:: ENTRIES SHOWN ::
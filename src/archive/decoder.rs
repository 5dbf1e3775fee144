//! Export data files are JavaScript, not JSON:
//!
//! ```text
//! window.YTD.tweet.part0 = [ {
//!   ...
//! } ]
//! ```
//!
//! The assignment is stripped and trailing code after the array is tolerated
//! by truncating at the first parse error and parsing once more.

use serde_json::Value;
use tracing::debug;

use crate::error::ArchiveError;

/// Decode the JSON payload of an export data file.
///
/// Everything up to and including the first `=` is discarded. If the rest
/// fails to parse, it is cut at the error position and parsed a second time;
/// a second failure is final.
pub fn decode_payload(contents: &str) -> Result<Value, ArchiveError> {
    let payload = strip_assignment(contents)?;

    match serde_json::from_str(payload) {
        Ok(value) => Ok(value),
        Err(first) => {
            let cut = error_offset(payload, &first);
            debug!(offset = cut, error = %first, "retrying archive decode on truncated payload");
            serde_json::from_str(&payload[..cut]).map_err(|second| {
                ArchiveError::Malformed(format!("{second} (after truncating at: {first})"))
            })
        }
    }
}

fn strip_assignment(contents: &str) -> Result<&str, ArchiveError> {
    match contents.split_once('=') {
        Some((prefix, rest)) if !prefix.is_empty() && !rest.is_empty() => Ok(rest),
        _ => Err(ArchiveError::Malformed(
            "expected `<name> = <JSON>` assignment".into(),
        )),
    }
}

/// Byte offset of a parse error in `text`, from its one-based line/column.
fn error_offset(text: &str, err: &serde_json::Error) -> usize {
    if err.line() == 0 {
        return text.len();
    }

    let line_start: usize = text
        .split_inclusive('\n')
        .take(err.line() - 1)
        .map(str::len)
        .sum();
    let mut offset = (line_start + err.column().saturating_sub(1)).min(text.len());
    while !text.is_char_boundary(offset) {
        offset -= 1;
    }
    offset
}
#![allow(dead_code)]

use chrono::{Duration, NaiveDateTime, Utc};
use serde_json::{Value, json};
use wiremock::matchers::{method, path, query_param};
use wiremock::{Mock, MockServer, ResponseTemplate};

use langolier::archive::TIMESTAMP_FORMAT;
use langolier::client::{Credentials, TwitterClient};

pub fn now() -> NaiveDateTime {
    Utc::now().naive_utc()
}

/// Platform-formatted timestamp `days` before now.
pub fn days_ago(days: i64) -> String {
    (Utc::now() - Duration::days(days))
        .format(TIMESTAMP_FORMAT)
        .to_string()
}

pub fn api_status(id: u64, days: i64) -> Value {
    json!({
        "id": id,
        "id_str": id.to_string(),
        "created_at": days_ago(days),
        "full_text": "status",
    })
}

pub fn api_repost(id: u64, days: i64) -> Value {
    let mut status = api_status(id, days);
    status["retweeted_status"] = json!({ "id": 1, "id_str": "1" });
    status
}

pub fn client_for(server: &MockServer) -> TwitterClient {
    TwitterClient::new(
        &server.uri(),
        Credentials {
            consumer_key: "ck".into(),
            consumer_secret: "cs".into(),
            access_token: "at".into(),
            access_token_secret: "ats".into(),
        },
    )
}

/// Serve `pages` in order from `endpoint`, then an empty page.
pub async fn mount_pages(server: &MockServer, endpoint: &str, pages: Vec<Vec<Value>>) {
    let mut max_id: Option<u64> = None;
    for page in pages {
        let lowest = page
            .iter()
            .filter_map(|status| status["id"].as_u64())
            .min();
        mount_page(server, endpoint, max_id, Value::Array(page)).await;
        max_id = lowest.map(|low| low - 1);
    }
    mount_page(server, endpoint, max_id, json!([])).await;
}

async fn mount_page(server: &MockServer, endpoint: &str, max_id: Option<u64>, body: Value) {
    let mock = Mock::given(method("GET")).and(path(endpoint));
    let mock = match max_id {
        Some(max) => mock.and(query_param("max_id", max.to_string())),
        None => mock.and(wiremock::matchers::query_param_is_missing("max_id")),
    };
    mock.respond_with(ResponseTemplate::new(200).set_body_json(body))
        .expect(1)
        .mount(server)
        .await;
}

/// Accept a destroy call for `id` on `endpoint_path`, exactly `times` times.
pub async fn expect_post(server: &MockServer, endpoint_path: &str, times: u64) {
    Mock::given(method("POST"))
        .and(path(endpoint_path))
        .respond_with(ResponseTemplate::new(200).set_body_json(json!({})))
        .expect(times)
        .mount(server)
        .await;
}

pub async fn fail_post(server: &MockServer, endpoint_path: &str, status: u16, code: u32) {
    Mock::given(method("POST"))
        .and(path(endpoint_path))
        .respond_with(ResponseTemplate::new(status).set_body_json(json!({
            "errors": [{ "code": code, "message": "failure" }]
        })))
        .mount(server)
        .await;
}
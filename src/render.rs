//! Fill pipeline
//!
//! Rasterizes a path into coverage tiles and composites every non-empty tile
//! onto the destination image.
use crate::{
    blend::{Compositor, CoverageTile, Paint, PixelLayout},
    context::{RasterParams, RendererContext},
    geometry::BBox,
    path::FillRule,
    rasterize::Rasterizer,
    tile::{ALPHA_OPAQUE, ALPHA_TRANSPARENT},
    ImageMut, Path, Transform,
};

/// Summary of a single fill
#[derive(Debug, Clone, Copy, Default, PartialEq, Eq)]
pub struct FillStats {
    /// Tiles visited by the generator
    pub tiles: usize,
    /// Tiles skipped because nothing was covered
    pub empty: usize,
    /// Tiles that were fully covered
    pub opaque: usize,
    /// Pixels reused from the previous blend result
    pub cache_hits: usize,
}

/// Rasterizer parameters bound to a compositor
#[derive(Debug, Clone, Default)]
pub struct Renderer {
    compositor: Compositor,
    params: RasterParams,
}

impl Renderer {
    pub fn new(compositor: Compositor, params: RasterParams) -> Self {
        Self { compositor, params }
    }

    pub fn compositor(&self) -> &Compositor {
        &self.compositor
    }

    pub fn params(&self) -> RasterParams {
        self.params
    }

    /// Fill path transformed by `tr` with paint, pixels are stored in layout `L`
    pub fn fill<L, I>(
        &self,
        path: &Path,
        tr: Transform,
        rule: FillRule,
        paint: Paint<'_>,
        extra_alpha: u8,
        dst: &mut I,
    ) -> FillStats
    where
        L: PixelLayout,
        I: ImageMut<Pixel = L::Unit> + ?Sized,
    {
        let mut stats = FillStats::default();
        let bounds = BBox::from_size(dst.width(), dst.height());
        if bounds.is_empty() || extra_alpha == 0 {
            return stats;
        }
        let _span = tracing::debug_span!("fill", layout = L::NAME, ?rule).entered();

        let ctx = RendererContext::acquire_with(self.params);
        let mut rasterizer = Rasterizer::new(ctx, bounds, rule);
        path.emit_transformed(tr, &mut rasterizer);
        let Some(mut tiles) = rasterizer.end_rendering() else {
            return stats;
        };

        let mut blend = self.compositor.context(paint);
        let (width, height) = (tiles.tile_width(), tiles.tile_height());
        let mut alpha = vec![0u8; width * height];
        while !tiles.is_done() {
            stats.tiles += 1;
            match tiles.typical_alpha() {
                ALPHA_TRANSPARENT => {
                    stats.empty += 1;
                    tiles.advance();
                    continue;
                }
                ALPHA_OPAQUE => {
                    stats.opaque += 1;
                    alpha.fill(255);
                }
                _ => tiles.fill_alpha(&mut alpha, 0, width),
            }
            let tile = CoverageTile::new(tiles.tile_x(), tiles.tile_y(), width, height, &alpha);
            blend.composite_tile::<L, I>(dst, &tile, extra_alpha);
            tiles.advance();
        }
        tiles.dispose();
        stats.cache_hits = blend.cache_hits();
        tracing::debug!("[fill] {:?}", stats);
        stats
    }
}

/// Fill path with paint using process wide configuration
pub fn fill<L, I>(
    path: &Path,
    rule: FillRule,
    paint: Paint<'_>,
    extra_alpha: u8,
    dst: &mut I,
) -> FillStats
where
    L: PixelLayout,
    I: ImageMut<Pixel = L::Unit> + ?Sized,
{
    Renderer::default().fill::<L, I>(path, Transform::identity(), rule, paint, extra_alpha, dst)
}

#[cfg(test)]
mod tests {
    use super::*;
    use crate::{
        blend::{BlendSettings, IntArgb, Rgba8, Tables},
        config::{BlendTier, Config},
        utils::tests::init_tracing,
        Image, ImageOwned, RGBA,
    };
    use std::sync::Arc;

    fn renderer(tier: BlendTier) -> Renderer {
        let settings = BlendSettings {
            tier,
            ..BlendSettings::from_config(&Config::default())
        };
        let compositor = Compositor::new(settings, Arc::new(Tables::from_config(&Config::default())));
        Renderer::new(
            compositor,
            RasterParams {
                subpixel_lg_x: 3,
                subpixel_lg_y: 3,
                tile_lg: 3,
            },
        )
    }

    fn pixel(image: &ImageOwned<u8>, row: usize, col: usize) -> RGBA {
        Rgba8::load(&image.data()[image.shape().offset(row, col)..])
    }

    #[test]
    fn test_fill_square() {
        init_tracing();
        let renderer = renderer(BlendTier::Standard);
        let mut image: ImageOwned<u8> = ImageOwned::new_packed(20, 20, Rgba8::UNITS);
        let path = Path::builder().move_to((2.0, 2.0)).rect(16.0, 16.0).build();
        let red = RGBA::new(255, 0, 0, 255);
        let stats = renderer.fill::<Rgba8, _>(
            &path,
            Transform::identity(),
            FillRule::NonZero,
            Paint::Solid(red),
            255,
            &mut image,
        );
        // bounding box 16x16 split into 8x8 tiles, all of them fully covered
        assert_eq!(stats.tiles, 4);
        assert_eq!(stats.opaque, 4);
        assert_eq!(stats.cache_hits, 0);
        assert_eq!(pixel(&image, 2, 2), red);
        assert_eq!(pixel(&image, 17, 17), red);
        assert_eq!(pixel(&image, 1, 5), RGBA::TRANSPARENT);
        assert_eq!(pixel(&image, 18, 18), RGBA::TRANSPARENT);
    }

    #[test]
    fn test_fill_transformed() {
        let renderer = renderer(BlendTier::Fast);
        let mut image: ImageOwned<u32> = ImageOwned::new_packed(16, 16, 1);
        image.fill(u32::from_le_bytes([255, 255, 255, 255]));
        let path = Path::builder().move_to((0.0, 0.0)).rect(1.0, 1.0).build();
        let tr = Transform::identity().translate(4.5, 4.0).scale(4.0, 4.0);
        let stats = renderer.fill::<IntArgb, _>(
            &path,
            tr,
            FillRule::EvenOdd,
            Paint::Solid(RGBA::BLACK),
            255,
            &mut image,
        );
        assert!(stats.tiles > 0);
        // half covered pixels on both sides share destination and coverage
        assert!(stats.cache_hits >= 7, "{:?}", stats);
        let at = |row: usize, col: usize| IntArgb::load(&image.data()[image.shape().offset(row, col)..]);
        assert_eq!(at(5, 6), RGBA::BLACK);
        assert_eq!(at(3, 6), RGBA::WHITE);
        // half covered columns on both sides
        let left = at(5, 4);
        let right = at(5, 8);
        assert_eq!(left, right);
        assert!(left != RGBA::WHITE && left != RGBA::BLACK, "{:?}", left);
    }

    #[test]
    fn test_fill_nothing() {
        let renderer = renderer(BlendTier::Exact);
        let mut image: ImageOwned<u8> = ImageOwned::new_packed(8, 8, Rgba8::UNITS);
        // outside of the destination
        let path = Path::builder().move_to((20.0, 20.0)).rect(4.0, 4.0).build();
        let stats = renderer.fill::<Rgba8, _>(
            &path,
            Transform::identity(),
            FillRule::NonZero,
            Paint::Solid(RGBA::WHITE),
            255,
            &mut image,
        );
        assert_eq!(stats, FillStats::default());
        // zero extra alpha
        let path = Path::builder().move_to((0.0, 0.0)).rect(4.0, 4.0).build();
        let stats = fill::<Rgba8, _>(&path, FillRule::NonZero, RGBA::WHITE.into(), 0, &mut image);
        assert_eq!(stats.tiles, 0);
        assert!(image.data().iter().all(|b| *b == 0));
    }
}
#[derive(Debug, Clone, Copy, PartialEq, Eq)]
enum State {
    /// Waiting for the first `move_to`
    Initial,
    /// Inside of a sub-path
    Open,
    /// Sub-path was closed, only `move_to` starts new geometry
    Closed,
    /// `path_done` was received
    Done,
    /// Protocol was violated, render is empty
    Poisoned,
}

/// Path consumer that accumulates edges for the scanline sweep
pub struct Rasterizer {
    ctx: Option<Box<RendererContext>>,
    rule: FillRule,
    bounds: BBox,
    flattener: Flattener,
    scale_x: f64,
    scale_y: f64,
    /// Start of the current sub-path in subpixels
    start: Point,
    /// Current position in subpixels
    current: Point,
    state: State,
    lines: usize,
}

impl Rasterizer {
    /// Create rasterizer that renders into pixel rectangle `bounds`
    pub fn new(mut ctx: Box<RendererContext>, bounds: BBox, rule: FillRule) -> Self {
        let params = ctx.params();
        // keep subpixel bounds inside of representable coordinates
        let limit_x = (MAX_COORD as i32) >> params.subpixel_lg_x;
        let limit_y = (MAX_COORD as i32) >> params.subpixel_lg_y;
        let sub_bounds = SubpixelBounds {
            min_x: bounds.x0.clamp(-limit_x, limit_x) << params.subpixel_lg_x,
            max_x: bounds.x1.clamp(-limit_x, limit_x) << params.subpixel_lg_x,
            min_y: bounds.y0.clamp(-limit_y, limit_y) << params.subpixel_lg_y,
            max_y: bounds.y1.clamp(-limit_y, limit_y) << params.subpixel_lg_y,
        };
        ctx.start_render();
        let RendererContext { edges, cache, .. } = &mut *ctx;
        edges.init(sub_bounds, cache);
        Self {
            ctx: Some(ctx),
            rule,
            bounds,
            flattener: Flattener::new(params.positions_x(), params.positions_y()),
            scale_x: params.positions_x() as f64,
            scale_y: params.positions_y() as f64,
            start: Point::default(),
            current: Point::default(),
            state: State::Initial,
            lines: 0,
        }
    }

    /// Create rasterizer using pooled context of the current thread
    pub fn acquire(bounds: BBox, rule: FillRule) -> Self {
        Self::new(RendererContext::acquire(), bounds, rule)
    }

    pub fn bounds(&self) -> BBox {
        self.bounds
    }

    pub fn rule(&self) -> FillRule {
        self.rule
    }

    /// Number of lines that were stored as edges
    pub fn lines(&self) -> usize {
        self.lines
    }

    /// Whether protocol was violated and nothing will be rendered
    pub fn is_poisoned(&self) -> bool {
        self.state == State::Poisoned
    }

    /// Finish rendering, returns `None` if there is nothing to render
    pub fn end_rendering(mut self) -> Option<TileGenerator> {
        match self.state {
            State::Done => {}
            State::Poisoned => return None,
            _ => {
                self.violation("end_rendering before path_done");
                return None;
            }
        }
        let ctx = self.ctx.take()?;
        let Some(bounds) = ctx.edges.sweep_bounds() else {
            tracing::debug!("[rasterizer] nothing to render, {} lines", self.lines);
            ctx.release();
            return None;
        };
        tracing::debug!(
            "[rasterizer] {} lines, {} edges, subpixel bounds {:?}",
            self.lines,
            ctx.edges.len(),
            bounds
        );
        Some(TileGenerator::new(ctx, bounds, self.rule))
    }

    fn violation(&mut self, what: &str) {
        debug_assert!(false, "path protocol violation: {}", what);
        tracing::error!("[rasterizer] path protocol violation: {}", what);
        self.state = State::Poisoned;
    }

    /// Check that a segment can be added, `false` if it must be ignored
    fn segment_allowed(&mut self, what: &str) -> bool {
        match self.state {
            State::Open => true,
            State::Closed => {
                // segment after close continues from the start of the closed sub-path
                self.state = State::Open;
                true
            }
            State::Poisoned => false,
            State::Initial | State::Done => {
                self.violation(what);
                false
            }
        }
    }

    #[inline]
    fn to_subpixel(&self, p: Point) -> Point {
        let clamp = |value: f64| {
            if value.is_nan() {
                0.0
            } else {
                value.clamp(-MAX_COORD, MAX_COORD)
            }
        };
        Point::new(clamp(p.x() * self.scale_x), clamp(p.y() * self.scale_y))
    }

    fn add_line(&mut self, p0: Point, p1: Point) {
        let Some(ctx) = self.ctx.as_deref_mut() else {
            return;
        };
        let RendererContext { edges, cache, .. } = ctx;
        if edges.add_line(p0.x(), p0.y(), p1.x(), p1.y(), cache) {
            self.lines += 1;
        }
    }

    fn close_subpath(&mut self) {
        if self.state == State::Open {
            if self.current != self.start {
                self.add_line(self.current, self.start);
            }
            self.current = self.start;
            self.state = State::Closed;
        }
    }
}

impl PathConsumer for Rasterizer {
    fn move_to(&mut self, p: Point) {
        match self.state {
            State::Poisoned => return,
            State::Done => return self.violation("move_to after path_done"),
            _ => {}
        }
        self.close_subpath();
        let p = self.to_subpixel(p);
        self.start = p;
        self.current = p;
        self.state = State::Open;
    }

    fn line_to(&mut self, p: Point) {
        if !self.segment_allowed("line_to before move_to") {
            return;
        }
        let p = self.to_subpixel(p);
        self.add_line(self.current, p);
        self.current = p;
    }

    fn quad_to(&mut self, p1: Point, p2: Point) {
        if !self.segment_allowed("quad_to before move_to") {
            return;
        }
        let (p1, p2) = (self.to_subpixel(p1), self.to_subpixel(p2));
        let flattener = self.flattener;
        flattener.quad(self.current, p1, p2, |a, b| self.add_line(a, b));
        self.current = p2;
    }

    fn curve_to(&mut self, p1: Point, p2: Point, p3: Point) {
        if !self.segment_allowed("curve_to before move_to") {
            return;
        }
        let (p1, p2, p3) = (
            self.to_subpixel(p1),
            self.to_subpixel(p2),
            self.to_subpixel(p3),
        );
        let flattener = self.flattener;
        flattener.cubic(self.current, p1, p2, p3, |a, b| self.add_line(a, b));
        self.current = p3;
    }

    fn close_path(&mut self) {
        match self.state {
            State::Open => self.close_subpath(),
            State::Initial => self.violation("close_path before move_to"),
            State::Done => self.violation("close_path after path_done"),
            _ => {}
        }
    }

    fn path_done(&mut self) {
        match self.state {
            State::Poisoned => {}
            State::Done => self.violation("path_done called twice"),
            _ => {
                self.close_subpath();
                self.state = State::Done;
            }
        }
    }
}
:::
WHAT YOU ARE ASKED TO DO:
Whenever a line of the data holds the string "using", pick that line out.

RESULT FOR THIS TASK:
/// Fill path with paint using process wide configuration
    /// Create rasterizer using pooled context of the current thread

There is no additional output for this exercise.